Researchers beach-camping at Sea Rim State Park, TX post-hurricane site (January 12, 2012)


Actually the beach was the only place left to camp at the immense 4141-acre Sea Rim State Park since hurricanes destroyed buildings, roads, wildlife, and land along the north east Texas coast, generating the highest tide surge ever recorded in Sabine Pass at 25 feet (NWS, 2008). Not surprisingly, a modest daily fee of $13 furnishes only a beach-camping site and access to a state-maintained portable outhouse facility.

The learning objective of this case study is to apply statistics and project management theories to plan a risk mitigation strategy, once a hurricane is approaching, then analyze the probabilities. The scope of this plan will depend on whether the focus is on the individual (as is the case here) or on a municipality.


Literature Review

Sabine Pass TX is a risky place to live or operate a business, as evidenced by hurricanes in 1886, 1900, 1915, followed by increasingly devastating hurricanes Audrey (1957), Rita (2005), and Ike (2008). More so, this area is a risky place to live or operate a business because of the numerous oil and gas refineries at nearby Port Arthur only 8 miles upriver (Gonzalez & Bustillo, 2010).

Gulf Coast environmentalist Wendi Hinson (2008) posted a YouTube video right after hurricane Ike struck to illustrate the wind and flood damage at Sea Rim State Park.
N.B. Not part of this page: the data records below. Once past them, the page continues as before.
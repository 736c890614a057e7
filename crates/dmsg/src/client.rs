//! Client: session manager and entry point for dialing and listening
//!
//! A client keeps at least `min_sessions` sessions open to relay servers
//! picked from discovery, advertises those servers as its delegated servers,
//! and opens streams through whichever session reaches the destination.

use std::fmt;
use std::io;
use std::sync::{Arc, Weak};
use std::time::Duration;

use dashmap::DashMap;
use rand::seq::SliceRandom;
use tokio::net::TcpStream;
use tokio::sync::{watch, Notify};
use tokio::time::Instant;
use tokio_util::sync::CancellationToken;
use tracing::Instrument;

use dmsg_core::backoff::ExponentialBackoff;
use dmsg_core::config::ClientConfig;
use dmsg_core::disc::{Discovery, Entry};
use dmsg_core::{DmsgError, Error, Result};
use dmsg_protocol::{Addr, PubKey, SecKey};

use crate::listener::{listener_queue, Listener};
use crate::registration::Registration;
use crate::session::{ClientSession, ClientShared, PortUse};
use crate::stream::Stream;

type DialHook = Arc<dyn Fn(&str) -> std::result::Result<(), String> + Send + Sync>;
type DisconnectHook = Arc<dyn Fn(&PubKey, &str, &str) + Send + Sync>;

/// Hooks into the session lifecycle
#[derive(Clone, Default)]
pub struct Callbacks {
    on_session_dial: Option<DialHook>,
    on_session_disconnect: Option<DisconnectHook>,
}

impl Callbacks {
    pub fn new() -> Self {
        Self::default()
    }

    /// Called with the server address before each session dial; an error
    /// vetoes the dial
    pub fn on_session_dial(
        mut self,
        f: impl Fn(&str) -> std::result::Result<(), String> + Send + Sync + 'static,
    ) -> Self {
        self.on_session_dial = Some(Arc::new(f));
        self
    }

    /// Called with the server key, address and reason after a session ends
    pub fn on_session_disconnect(
        mut self,
        f: impl Fn(&PubKey, &str, &str) + Send + Sync + 'static,
    ) -> Self {
        self.on_session_disconnect = Some(Arc::new(f));
        self
    }
}

impl fmt::Debug for Callbacks {
    fn fmt(&self, f: &mut fmt::Formatter<'_>) -> fmt::Result {
        f.debug_struct("Callbacks")
            .field("on_session_dial", &self.on_session_dial.is_some())
            .field("on_session_disconnect", &self.on_session_disconnect.is_some())
            .finish()
    }
}

struct ClientInner {
    shared: Arc<ClientShared>,
    registration: Registration,
    callbacks: Callbacks,
    sessions: DashMap<PubKey, Arc<ClientSession>>,
    connecting: DashMap<PubKey, Arc<tokio::sync::Mutex<()>>>,
    session_count: watch::Sender<usize>,
    ready: CancellationToken,
    changed: Notify,
    shutdown: CancellationToken,
    span: tracing::Span,
}

impl ClientInner {
    fn discovery(&self) -> &Arc<dyn Discovery> {
        self.registration.discovery()
    }

    fn publish_count(&self) {
        self.session_count.send_replace(self.sessions.len());
    }

    fn session_closed(&self, session: &Arc<ClientSession>) {
        let removed = self
            .sessions
            .remove_if(&session.server_pk(), |_, s| Arc::ptr_eq(s, session))
            .is_some();
        if !removed {
            return;
        }
        self.publish_count();
        self.changed.notify_one();

        let reason = session
            .close_reason()
            .unwrap_or_else(|| "unknown".to_string());
        tracing::warn!(
            parent: &self.span,
            server = %session.server_pk(),
            reason = %reason,
            "Lost session"
        );
        if let Some(hook) = &self.callbacks.on_session_disconnect {
            hook(&session.server_pk(), session.server_addr(), &reason);
        }
    }
}

/// dmsg client
///
/// Cheap to clone; clones share sessions, listeners and the port table.
#[derive(Clone)]
pub struct Client {
    inner: Arc<ClientInner>,
}
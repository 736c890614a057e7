//! Discovery HTTP API
//!
//! Serves a [`MemoryDiscovery`] over the routes [`super::HttpDiscovery`]
//! consumes.

use std::sync::Arc;

use axum::extract::{Path, State};
use axum::http::StatusCode;
use axum::response::{IntoResponse, Response};
use axum::routing::get;
use axum::{Json, Router};
use serde_json::json;

use dmsg_protocol::PubKey;

use super::{Discovery, Entry, MemoryDiscovery};
use crate::error::{DiscoveryError, DmsgError};

struct ApiError(StatusCode, String);

impl IntoResponse for ApiError {
    fn into_response(self) -> Response {
        (self.0, Json(json!({ "error": self.1 }))).into_response()
    }
}

impl From<DiscoveryError> for ApiError {
    fn from(err: DiscoveryError) -> Self {
        let status = match &err {
            DiscoveryError::Entry(DmsgError::DiscEntryNotFound) => StatusCode::NOT_FOUND,
            DiscoveryError::Validation(_) | DiscoveryError::Entry(_) => StatusCode::BAD_REQUEST,
            _ => StatusCode::INTERNAL_SERVER_ERROR,
        };
        ApiError(status, err.to_string())
    }
}

fn parse_pk(raw: &str) -> Result<PubKey, ApiError> {
    raw.parse()
        .map_err(|e| ApiError(StatusCode::BAD_REQUEST, format!("invalid public key: {}", e)))
}

async fn get_entry(
    State(store): State<Arc<MemoryDiscovery>>,
    Path(pk): Path<String>,
) -> Result<Json<Entry>, ApiError> {
    let pk = parse_pk(&pk)?;
    Ok(Json(store.entry(&pk).await?))
}

async fn post_entry(
    State(store): State<Arc<MemoryDiscovery>>,
    Path(pk): Path<String>,
    Json(entry): Json<Entry>,
) -> Result<StatusCode, ApiError> {
    let pk = parse_pk(&pk)?;
    if pk != entry.static_pk {
        return Err(ApiError(
            StatusCode::BAD_REQUEST,
            "path key does not match entry key".to_string(),
        ));
    }
    store.post_entry(&entry).await?;
    Ok(StatusCode::OK)
}

async fn client_entries(
    State(store): State<Arc<MemoryDiscovery>>,
) -> Result<Json<Vec<Entry>>, ApiError> {
    Ok(Json(store.client_entries().await?))
}

async fn available_servers(
    State(store): State<Arc<MemoryDiscovery>>,
) -> Result<Json<Vec<Entry>>, ApiError> {
    Ok(Json(store.available_servers().await?))
}

/// Router exposing `store` as a discovery service
pub fn router(store: Arc<MemoryDiscovery>) -> Router {
    Router::new()
        .route("/discovery/entries/:pk", get(get_entry).post(post_entry))
        .route("/dmsg-discovery/entries", get(client_entries))
        .route("/dmsg-discovery/available_servers", get(available_servers))
        .with_state(store)
}
//! Config command implementations

use std::path::{Path, PathBuf};

use anyhow::{Context, Result};

use crate::output::{format_settings, print_info, print_success, print_warning};
use dmsg_core::config::{self, ConfigFile};

fn config_path(path: Option<&PathBuf>) -> PathBuf {
    path.cloned().unwrap_or_else(config::default_config_path)
}

/// Load the config file, falling back to defaults when none exists
///
/// An explicitly given path must exist.
pub fn load_config_file(path: Option<&PathBuf>) -> Result<ConfigFile> {
    if let Some(path) = path {
        return config::load_config(path)
            .with_context(|| format!("Failed to load config from {:?}", path));
    }

    let default_path = config::default_config_path();
    if default_path.exists() {
        config::load_config(&default_path)
            .with_context(|| format!("Failed to load config from {:?}", default_path))
    } else {
        tracing::info!("Using default configuration");
        Ok(ConfigFile::default())
    }
}

/// Write a default config with freshly generated keys
pub fn config_init(path: Option<&PathBuf>, force: bool) -> Result<PathBuf> {
    let path = config_path(path);

    if path.exists() && !force {
        print_warning(&format!("Config file already exists: {:?}", path));
        print_info("Use --force to overwrite");
        return Ok(path);
    }

    config::save_config(&path, &ConfigFile::default())
        .with_context(|| format!("Failed to write config to {:?}", path))?;
    print_success(&format!("Wrote configuration to {:?}", path));
    Ok(path)
}

/// Print the effective configuration
pub fn config_show(path: Option<&PathBuf>, raw: bool) -> Result<()> {
    let file = load_config_file(path)?;

    if raw {
        print!("{}", toml::to_string_pretty(&file)?);
        return Ok(());
    }

    println!("{}", format_settings(&settings(&file, &config_path(path))));
    Ok(())
}

fn settings(file: &ConfigFile, path: &Path) -> Vec<(&'static str, String)> {
    vec![
        ("file", path.display().to_string()),
        ("server.public_key", file.keys.public_key.to_hex()),
        ("server.bind_address", file.server.bind_address.clone()),
        (
            "server.public_address",
            file.server
                .public_address
                .clone()
                .unwrap_or_else(|| "-".to_string()),
        ),
        ("server.max_sessions", file.server.max_sessions.to_string()),
        ("server.discovery_url", file.server.discovery_url.clone()),
        ("client.min_sessions", file.client.min_sessions.to_string()),
        ("pty.public_key", file.pty.keys.public_key.to_hex()),
        ("pty.discovery_url", file.pty.discovery_url.clone()),
        ("pty.port", file.pty.port.to_string()),
        ("pty.whitelist_path", file.pty.whitelist_path.display().to_string()),
        ("pty.cli", format!("{}://{}", file.pty.cli_net, file.pty.cli_addr)),
    ]
}

#[cfg(test)]
mod tests {
    use super::*;

    #[test]
    fn test_init_then_load() {
        let dir = tempfile::tempdir().unwrap();
        let path = dir.path().join("config.toml");

        config_init(Some(&path), false).unwrap();
        let first = load_config_file(Some(&path)).unwrap();
        assert!(first.keys.validate().is_ok());
        assert!(first.pty.keys.validate().is_ok());

        // Without --force the existing keys survive.
        config_init(Some(&path), false).unwrap();
        let second = load_config_file(Some(&path)).unwrap();
        assert_eq!(first.keys.public_key, second.keys.public_key);

        config_init(Some(&path), true).unwrap();
        let third = load_config_file(Some(&path)).unwrap();
        assert_ne!(first.keys.public_key, third.keys.public_key);
    }

    #[test]
    fn test_explicit_missing_path_fails() {
        let dir = tempfile::tempdir().unwrap();
        let path = dir.path().join("absent.toml");
        assert!(load_config_file(Some(&path)).is_err());
    }
}
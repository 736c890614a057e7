//! Connection request sent once at the start of every host connection
//!
//! Wire form: `type u8 | body_len u16 BE | JSON body`.

use serde::{Deserialize, Serialize};
use tokio::io::{AsyncRead, AsyncReadExt, AsyncWrite, AsyncWriteExt};

use dmsg_protocol::{Addr, PubKey};

use crate::error::PtyError;

/// Request body version understood by this host
pub const REQUEST_VERSION: &str = "1.0";

const CFG_REQ: u8 = 0;
const PTY_REQ: u8 = 1;

/// What a new connection wants from the host
#[derive(Debug, Clone, Copy, PartialEq, Eq)]
pub enum Request {
    /// Whitelist configuration
    Cfg,
    /// A pty session; a null key selects the host's own pty
    Pty { dst: Addr },
}

#[derive(Serialize, Deserialize)]
struct CfgBody {
    #[serde(rename = "Version")]
    version: String,
}

#[derive(Serialize, Deserialize)]
struct PtyBody {
    #[serde(rename = "Version")]
    version: String,
    #[serde(rename = "DstPK")]
    dst_pk: PubKey,
    #[serde(rename = "DstPort")]
    dst_port: u16,
}

impl Request {
    /// Pty on the host itself
    pub fn local_pty() -> Self {
        Self::Pty {
            dst: Addr::new(PubKey::NULL, 0),
        }
    }

    /// Pty on the remote host at `pk:port`, proxied by the local host
    pub fn remote_pty(pk: PubKey, port: u16) -> Self {
        Self::Pty {
            dst: Addr::new(pk, port),
        }
    }

    /// Whether this pty request targets `local_pk` itself
    pub fn is_local_to(&self, local_pk: &PubKey) -> bool {
        match self {
            Self::Pty { dst } => dst.pk.is_null() || dst.pk == *local_pk,
            Self::Cfg => true,
        }
    }

    fn encode(&self) -> Result<Vec<u8>, PtyError> {
        let version = REQUEST_VERSION.to_string();
        let (tag, body) = match self {
            Self::Cfg => (CFG_REQ, serde_json::to_vec(&CfgBody { version })?),
            Self::Pty { dst } => (
                PTY_REQ,
                serde_json::to_vec(&PtyBody {
                    version,
                    dst_pk: dst.pk,
                    dst_port: dst.port,
                })?,
            ),
        };
        let len = u16::try_from(body.len())
            .map_err(|_| PtyError::Request(format!("body of {} bytes is too long", body.len())))?;

        let mut buf = Vec::with_capacity(3 + body.len());
        buf.push(tag);
        buf.extend_from_slice(&len.to_be_bytes());
        buf.extend_from_slice(&body);
        Ok(buf)
    }

    pub async fn write_to<W>(&self, w: &mut W) -> Result<(), PtyError>
    where
        W: AsyncWrite + Unpin,
    {
        w.write_all(&self.encode()?).await?;
        w.flush().await?;
        Ok(())
    }

    pub async fn read_from<R>(r: &mut R) -> Result<Self, PtyError>
    where
        R: AsyncRead + Unpin,
    {
        let tag = r.read_u8().await?;
        let len = r.read_u16().await?;
        let mut body = vec![0u8; len as usize];
        r.read_exact(&mut body).await?;

        let (version, req) = match tag {
            CFG_REQ => {
                let body: CfgBody = serde_json::from_slice(&body)?;
                (body.version, Self::Cfg)
            }
            PTY_REQ => {
                let body: PtyBody = serde_json::from_slice(&body)?;
                (body.version, Self::remote_pty(body.dst_pk, body.dst_port))
            }
            other => return Err(PtyError::Request(format!("unknown request type {}", other))),
        };
        if version != REQUEST_VERSION {
            return Err(PtyError::Request(format!(
                "unsupported request version {:?}",
                version
            )));
        }
        Ok(req)
    }
}
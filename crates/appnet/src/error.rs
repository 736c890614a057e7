//! Error types for appnet

use std::io;

use thiserror::Error;

use crate::addr::NetType;

#[derive(Error, Debug)]
pub enum AppnetError {
    #[error("port {0} is already bound")]
    PortAlreadyBound(u16),

    #[error("invalid port {0}")]
    InvalidPort(u16),

    #[error("no free ephemeral ports")]
    NoEphemeralPorts,

    #[error("no networker registered for {0}")]
    NoSuchNetworker(NetType),

    #[error("networker for {0} is already registered")]
    NetworkerAlreadyExists(NetType),

    #[error("{networker} networker cannot serve {requested} addresses")]
    WrongNetType {
        networker: NetType,
        requested: NetType,
    },

    #[error("listener closed")]
    ListenerClosed,

    #[error("unknown connection or listener id {0}")]
    UnknownId(u64),

    #[error(transparent)]
    Dmsg(#[from] dmsg::Error),

    #[error(transparent)]
    Rpc(#[from] dmsg_core::rpc::RpcError),

    #[error("I/O error: {0}")]
    Io(#[from] io::Error),
}

impl AppnetError {
    /// Whether the caller may retry the same operation later
    pub fn is_temporary(&self) -> bool {
        match self {
            AppnetError::Dmsg(e) => e.is_temporary(),
            AppnetError::NoEphemeralPorts => true,
            _ => false,
        }
    }
}
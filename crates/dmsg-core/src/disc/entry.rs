//! Discovery entries
//!
//! An entry describes one entity on the network: a client with its delegated
//! relay servers, or a relay server with its public address. Entries are
//! signed by the entity's static key over the JSON encoding of the entry with
//! the signature left empty.

use serde::{Deserialize, Serialize};

use dmsg_protocol::cipher::{PubKey, SecKey, Sig};

use crate::error::DiscoveryError;
use crate::time::unix_nanos;

/// Entry format version
pub const ENTRY_VERSION: &str = "0.0.1";

/// Client part of an entry
#[derive(Debug, Clone, Default, PartialEq, Eq, Serialize, Deserialize)]
pub struct ClientInfo {
    /// Relay servers the client keeps sessions with
    pub delegated_servers: Vec<PubKey>,
}

/// Server part of an entry
#[derive(Debug, Clone, PartialEq, Eq, Serialize, Deserialize)]
pub struct ServerInfo {
    /// host:port clients dial
    pub address: String,
    /// Number of further sessions the server accepts
    pub available_sessions: usize,
}

/// A discovery record
#[derive(Debug, Clone, PartialEq, Eq, Serialize, Deserialize)]
pub struct Entry {
    pub version: String,
    pub sequence: u64,
    /// When the entity first registered (unix nanos)
    pub registered: u64,
    /// When this revision was produced (unix nanos)
    pub timestamp: u64,
    #[serde(rename = "public_key")]
    pub static_pk: PubKey,
    #[serde(default, skip_serializing_if = "Option::is_none")]
    pub client: Option<ClientInfo>,
    #[serde(default, skip_serializing_if = "Option::is_none")]
    pub server: Option<ServerInfo>,
    #[serde(default, skip_serializing_if = "Option::is_none")]
    pub signature: Option<Sig>,
}

impl Entry {
    fn base(pk: PubKey) -> Self {
        let now = unix_nanos();
        Self {
            version: ENTRY_VERSION.to_string(),
            sequence: 0,
            registered: now,
            timestamp: now,
            static_pk: pk,
            client: None,
            server: None,
            signature: None,
        }
    }

    /// Unsigned client entry
    pub fn client(pk: PubKey, delegated_servers: Vec<PubKey>) -> Self {
        Self {
            client: Some(ClientInfo { delegated_servers }),
            ..Self::base(pk)
        }
    }

    /// Unsigned server entry
    pub fn server(pk: PubKey, address: String, available_sessions: usize) -> Self {
        Self {
            server: Some(ServerInfo {
                address,
                available_sessions,
            }),
            ..Self::base(pk)
        }
    }

    pub fn is_client(&self) -> bool {
        self.client.is_some()
    }

    pub fn is_server(&self) -> bool {
        self.server.is_some()
    }

    /// Delegated servers of a client entry (empty for servers)
    pub fn delegated_servers(&self) -> &[PubKey] {
        self.client
            .as_ref()
            .map(|c| c.delegated_servers.as_slice())
            .unwrap_or(&[])
    }

    fn signed_bytes(&self) -> Result<Vec<u8>, DiscoveryError> {
        let unsigned = Entry {
            signature: None,
            ..self.clone()
        };
        Ok(serde_json::to_vec(&unsigned)?)
    }

    /// Sign the entry with the entity's secret key
    pub fn sign(&mut self, sk: &SecKey) -> Result<(), DiscoveryError> {
        if sk.pub_key() != self.static_pk {
            return Err(DiscoveryError::Validation(
                "secret key does not match entry key".to_string(),
            ));
        }
        self.signature = Some(sk.sign(&self.signed_bytes()?));
        Ok(())
    }

    /// Bump the sequence and timestamp, then re-sign
    pub fn next_revision(&mut self, sk: &SecKey) -> Result<(), DiscoveryError> {
        self.sequence += 1;
        self.timestamp = unix_nanos().max(self.timestamp + 1);
        self.sign(sk)
    }

    /// Check the signature against the entry key
    pub fn verify_signature(&self) -> Result<(), DiscoveryError> {
        let sig = self
            .signature
            .as_ref()
            .ok_or_else(|| DiscoveryError::Validation("entry is not signed".to_string()))?;
        self.static_pk
            .verify(&self.signed_bytes()?, sig)
            .map_err(|_| DiscoveryError::Validation("entry has invalid signature".to_string()))
    }

    /// Structural checks independent of any stored revision
    pub fn validate(&self) -> Result<(), DiscoveryError> {
        if self.static_pk.is_null() {
            return Err(DiscoveryError::Validation("entry key is null".to_string()));
        }
        match (&self.client, &self.server) {
            (None, None) => {
                return Err(DiscoveryError::Validation(
                    "entry is neither client nor server".to_string(),
                ))
            }
            (Some(_), Some(_)) => {
                return Err(DiscoveryError::Validation(
                    "entry is both client and server".to_string(),
                ))
            }
            _ => {}
        }
        if let Some(server) = &self.server {
            if server.address.is_empty() {
                return Err(DiscoveryError::Validation(
                    "server entry has no address".to_string(),
                ));
            }
        }
        self.verify_signature()
    }

    /// Check that this entry may replace `prev`
    pub fn validate_iteration(&self, prev: &Entry) -> Result<(), DiscoveryError> {
        if self.static_pk != prev.static_pk {
            return Err(DiscoveryError::Validation("entry key changed".to_string()));
        }
        if self.sequence <= prev.sequence {
            return Err(DiscoveryError::Validation(format!(
                "sequence {} is not above {}",
                self.sequence, prev.sequence
            )));
        }
        if self.timestamp <= prev.timestamp {
            return Err(DiscoveryError::Validation(
                "timestamp is not above the stored revision".to_string(),
            ));
        }
        Ok(())
    }
}

#[cfg(test)]
mod tests {
    use super::*;
    use dmsg_protocol::cipher::generate_keypair;

    #[test]
    fn test_sign_and_verify() {
        let (pk, sk) = generate_keypair();
        let (srv, _) = generate_keypair();
        let mut entry = Entry::client(pk, vec![srv]);
        entry.sign(&sk).unwrap();
        assert!(entry.validate().is_ok());

        entry.client = Some(ClientInfo::default());
        assert!(entry.verify_signature().is_err());
    }

    #[test]
    fn test_sign_with_wrong_key() {
        let (pk, _) = generate_keypair();
        let (_, other_sk) = generate_keypair();
        let mut entry = Entry::server(pk, "127.0.0.1:8081".to_string(), 10);
        assert!(entry.sign(&other_sk).is_err());
    }

    #[test]
    fn test_validate_iteration() {
        let (pk, sk) = generate_keypair();
        let mut first = Entry::server(pk, "127.0.0.1:8081".to_string(), 10);
        first.sign(&sk).unwrap();

        let mut second = first.clone();
        second.next_revision(&sk).unwrap();
        assert!(second.validate_iteration(&first).is_ok());
        assert!(first.validate_iteration(&second).is_err());
    }

    #[test]
    fn test_json_shape() {
        let (pk, sk) = generate_keypair();
        let mut entry = Entry::client(pk, vec![]);
        entry.sign(&sk).unwrap();
        let value = serde_json::to_value(&entry).unwrap();
        assert_eq!(value["public_key"], pk.to_string());
        assert!(value.get("server").is_none());
        assert!(value["signature"].is_string());
    }
}
//! Relay server and discovery service commands

use std::path::PathBuf;
use std::sync::Arc;

use anyhow::{Context, Result};
use tokio::net::TcpListener;

use super::{load_config_file, shutdown_signal};
use crate::output::print_success;
use dmsg::Server;
use dmsg_core::disc::{Discovery, HttpDiscovery};

/// Run a relay server until interrupted
pub async fn server_command(
    config_path: Option<&PathBuf>,
    bind: Option<String>,
    public_address: Option<String>,
    discovery_url: Option<String>,
) -> Result<()> {
    let file = load_config_file(config_path)?;
    file.keys.validate()?;

    let mut config = file.server;
    if let Some(bind) = bind {
        config.bind_address = bind;
    }
    if public_address.is_some() {
        config.public_address = public_address;
    }
    if let Some(url) = discovery_url {
        config.discovery_url = url;
    }

    let listener = TcpListener::bind(&config.bind_address)
        .await
        .with_context(|| format!("Failed to bind {}", config.bind_address))?;
    let local = listener.local_addr()?;

    let discovery: Arc<dyn Discovery> = Arc::new(HttpDiscovery::new(config.discovery_url.clone()));
    let server = Server::new(file.keys.public_key, file.keys.secret_key, discovery, config);

    print_success(&format!(
        "Relay server {} listening on {}",
        server.local_pk(),
        local
    ));

    tokio::select! {
        res = server.serve(listener) => res.context("Relay server failed")?,
        _ = shutdown_signal() => {
            tracing::info!(sessions = server.session_count(), "Shutting down relay server");
        }
    }
    server.close();

    Ok(())
}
Aerial photographs taken by USGS (2008) show Hurricane Ike’s impact on September 9 and after September 15 (Figure 5 reprinted with permission of USGS, in the Appendix).

Figure 5.

Gantt schedule and critical path of hurricane risk mitigation using two resources


The USGS photos reveal that the Sea Rim State Park building was wiped out by Ike, the land was flooded miles inshore, and the beach was eroded – damage was estimated at “$3.4B” by FEMA (2008, p. 17).

The evidence of hurricane devastation in nearby Port Arthur, TX (at the time of writing) includes destroyed and condemned houses, garbage strewn about fields and beaches, along with an exposed section of in-use 4 inch pipeline going from a field collection station just off highway I-87 near Sabine Pass TX heading out to a production oil rig in the gulf (which looked to be approximately 1 mile off the coast).

Readers may recall that after hurricane Rita struck in 2005 the television show “Extreme Makeover: Home Edition” filmed a special episode in Sabine Pass TX where they rebuilt the local fire station and donated a new $400,000 fire truck to the municipality (ABC, 2006).